Orlando airport director Phil Brown cautioned that “every airline is different.”

The low-fare airlines such as Spirit, serving tourists and travelers visiting family and friends, historically have been more agile with economic changes, Brown said.

“Spirit made the first announcement of adding flights back and others are probably going to be a little more cautious,” Brown said, referring to the legacy airlines and their need to fill first and business-class seats and draw corporate travelers.

The nation’s air travel bottomed out April 14, when the combined number of TSA security screenings was 87,534 at all checkpoints in the U.S., a figure down from 2.2 million on the same day last year.

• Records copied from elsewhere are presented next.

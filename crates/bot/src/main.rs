//! shed-bot — load-shedding alert bot.
//!
//! Wires the engine together: durable stores, the eskom-calendar
//! client, the messaging gateway, the alert scheduler, and the
//! reconciler loop, plus the webhook the gateway delivers inbound
//! chat commands to.

mod api;
mod commands;
mod state;

use std::sync::Arc;

use clap::Parser;
use tracing::{info, warn};

use shed_core::config::{load_dotenv, Config};
use shed_engine::{AlertScheduler, Reconciler};
use shed_notify::{HttpGatewayMessenger, LogMessenger, Messenger};
use shed_source::{EskomCalendarClient, OutageSource};
use shed_store::{NotificationLedger, SubscriptionStore};

use crate::state::AppState;

/// Load-shedding alert bot.
#[derive(Parser, Debug)]
#[command(name = "shed-bot", version, about)]
struct Cli {
    /// Run startup recovery plus a single reconciliation pass, then exit.
    #[arg(long)]
    once: bool,
}

#[tokio::main]
async fn main() -> anyhow::Result<()> {
    load_dotenv();
    tracing_subscriber::fmt()
        .with_env_filter(
            tracing_subscriber::EnvFilter::try_from_default_env()
                .unwrap_or_else(|_| "info".into()),
        )
        .init();

    let cli = Cli::parse();
    let config = Config::from_env();

    let subscriptions = Arc::new(SubscriptionStore::open(&config.storage.subscriptions_path())?);
    let ledger = Arc::new(NotificationLedger::open(&config.storage.ledger_path())?);
    let source: Arc<dyn OutageSource> = Arc::new(EskomCalendarClient::new(&config.source)?);

    let messenger: Arc<dyn Messenger> = match HttpGatewayMessenger::from_config(&config.gateway) {
        Ok(gateway) => Arc::new(gateway),
        Err(e) => {
            warn!(error = %e, "no messaging gateway configured, texts go to the log");
            Arc::new(LogMessenger::new())
        }
    };

    let scheduler = Arc::new(AlertScheduler::new(
        Arc::clone(&ledger),
        Arc::clone(&messenger),
    ));
    let reconciler = Arc::new(Reconciler::new(
        Arc::clone(&subscriptions),
        Arc::clone(&ledger),
        Arc::clone(&source),
        Arc::clone(&scheduler),
        config.engine.clone(),
        config.source.fetch_concurrency,
    ));

    if cli.once {
        reconciler.recover().await;
        let stats = reconciler.reconcile_once().await;
        info!(?stats, "single pass done");
        return Ok(());
    }

    {
        let reconciler = Arc::clone(&reconciler);
        tokio::spawn(async move { reconciler.run().await });
    }

    let app = api::router(Arc::new(AppState {
        subscriptions,
        ledger,
        source,
        messenger,
        scheduler: Arc::clone(&scheduler),
    }));

    let listener = tokio::net::TcpListener::bind(&config.server.bind_addr).await?;
    info!(addr = %config.server.bind_addr, "shed-bot listening");
    axum::serve(listener, app)
        .with_graceful_shutdown(shutdown_signal())
        .await?;

    // Timers are rebuilt from the ledger on the next start.
    scheduler.shutdown();
    Ok(())
}

async fn shutdown_signal() {
    if let Err(e) = tokio::signal::ctrl_c().await {
        warn!(error = %e, "failed to listen for ctrl-c");
    }
    info!("shutdown requested");
}
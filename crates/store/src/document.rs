//! Single-document JSON persistence shared by both stores.
//!
//! State fits comfortably in one keyed JSON document at this scale
//! (hundreds to low thousands of users). Loads are forgiving: a
//! missing or corrupt file yields an empty map with a warning, since
//! subscriptions are recoverable (users resubscribe) but refusing to
//! start is not. Writes are atomic via tmp + rename so a reader never
//! observes a partially written document.

use std::collections::HashMap;
use std::fs;
use std::path::Path;

use serde::de::DeserializeOwned;
use serde::Serialize;
use tracing::warn;

use crate::error::StoreError;

/// Load a keyed document, falling back to empty on any read/parse failure.
pub(crate) fn load_or_empty<T: DeserializeOwned>(path: &Path) -> HashMap<String, T> {
    if !path.exists() {
        return HashMap::new();
    }
    let raw = match fs::read_to_string(path) {
        Ok(raw) => raw,
        Err(e) => {
            warn!(path = %path.display(), error = %e, "store unreadable, starting empty");
            return HashMap::new();
        }
    };
    match serde_json::from_str(&raw) {
        Ok(map) => map,
        Err(e) => {
            warn!(path = %path.display(), error = %e, "store corrupt, starting empty");
            HashMap::new()
        }
    }
}

/// Write the full document atomically. The mutation is durable once
/// this returns Ok.
pub(crate) fn persist<T: Serialize>(
    path: &Path,
    map: &HashMap<String, T>,
) -> Result<(), StoreError> {
    let json = serde_json::to_vec_pretty(map).map_err(|e| StoreError::Serialize(e.to_string()))?;

    let tmp = path.with_extension("json.tmp");
    fs::write(&tmp, &json)?;
    fs::rename(&tmp, path)?;
    Ok(())
}

#[cfg(test)]
mod tests {
    use super::*;

    #[test]
    fn test_load_missing_file_is_empty() {
        let dir = tempfile::tempdir().unwrap();
        let map: HashMap<String, String> = load_or_empty(&dir.path().join("nope.json"));
        assert!(map.is_empty());
    }

    #[test]
    fn test_load_corrupt_file_is_empty() {
        let dir = tempfile::tempdir().unwrap();
        let path = dir.path().join("bad.json");
        fs::write(&path, "{not json").unwrap();
        let map: HashMap<String, String> = load_or_empty(&path);
        assert!(map.is_empty());
    }

    #[test]
    fn test_persist_then_load_roundtrip() {
        let dir = tempfile::tempdir().unwrap();
        let path = dir.path().join("doc.json");
        let mut map = HashMap::new();
        map.insert("u1".to_string(), "capetown-7-gardens".to_string());
        persist(&path, &map).unwrap();

        let loaded: HashMap<String, String> = load_or_empty(&path);
        assert_eq!(loaded, map);
        // No stray tmp file left behind.
        assert!(!path.with_extension("json.tmp").exists());
    }
}
use std::sync::Arc;

use shed_engine::AlertScheduler;
use shed_notify::Messenger;
use shed_source::OutageSource;
use shed_store::{NotificationLedger, SubscriptionStore};

/// Shared handles for the webhook handlers and command layer.
pub struct AppState {
    pub subscriptions: Arc<SubscriptionStore>,
    pub ledger: Arc<NotificationLedger>,
    pub source: Arc<dyn OutageSource>,
    pub messenger: Arc<dyn Messenger>,
    pub scheduler: Arc<AlertScheduler>,
}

At Orlando International Airport alone, TSA had screened an average nearly 70,000 passengers daily before the pandemic, when the airport ranked as the nation’s 10th-busiest with more than 50 million passengers annually.

On Friday, the airport was expecting to host nearly 13,000 passengers outbound compared with 75,162 on the same day last year. The airport had counted nearly 1,000 takeoffs and landings each day prior to the pandemic. About 350 were scheduled for Friday, a day in which Orlando International Airport had no international flights.

By early May, air travel had “fallen off a cliff,” Kirby said, and Spirit had rapidly shut down service, reducing flights to an average of five daily departures from Orlando, down from more than 60 daily.

But, toward the middle of May, the airline saw signals, largely through internal metrics from its reservation system and advanced bookings, of an uptick.

“We started to see demand pick up albeit in a very small way," Kirby said. “Up until then, there really wasn’t any evidence that there should be any capacity at all. It was that severe of a drop-off.”

It was enough evidence; Spirit soon was formulating “going all in in putting a significant amount of service back in place,” Kirby said.

More than 30 airlines operate at Orlando International Airport, including the big, three legacy carriers, American, Delta and United, and the biggest low-fare carriers, Southwest, JetBlue, Frontier and Spirit.

Based on scheduled seats in June, Southwest is the busiest, followed in order by Frontier, American, Spirit, JetBlue, Delta and United.

Frontier and Spirit stand apart in that both have made big bets on Orlando.

Frontier is based in Denver, the airline’s busiest location. Spirit is based near Fort Lauderdale, which is that airline’s busiest hub. Second-busiest for both carriers is Orlando International.

Vicki Jaramillo, senior director of marketing and air-service development at Orlando’s airport, said her team has been feeding airlines with data and news about Central Florida’s reopening from the coronavirus.

Jaramillo said Southwest Airlines is slated to return to 85 percent of its service by the end of the year and Delta is positioning Orlando as its busiest destination after its hub cities in the U.S.

Last month, Brown, the airport director, presented the airport authority with predictions: 26 million passengers this fiscal year, 25 million next year, 40 million in 2023, 45 million in 2024 and 49 million in 2025.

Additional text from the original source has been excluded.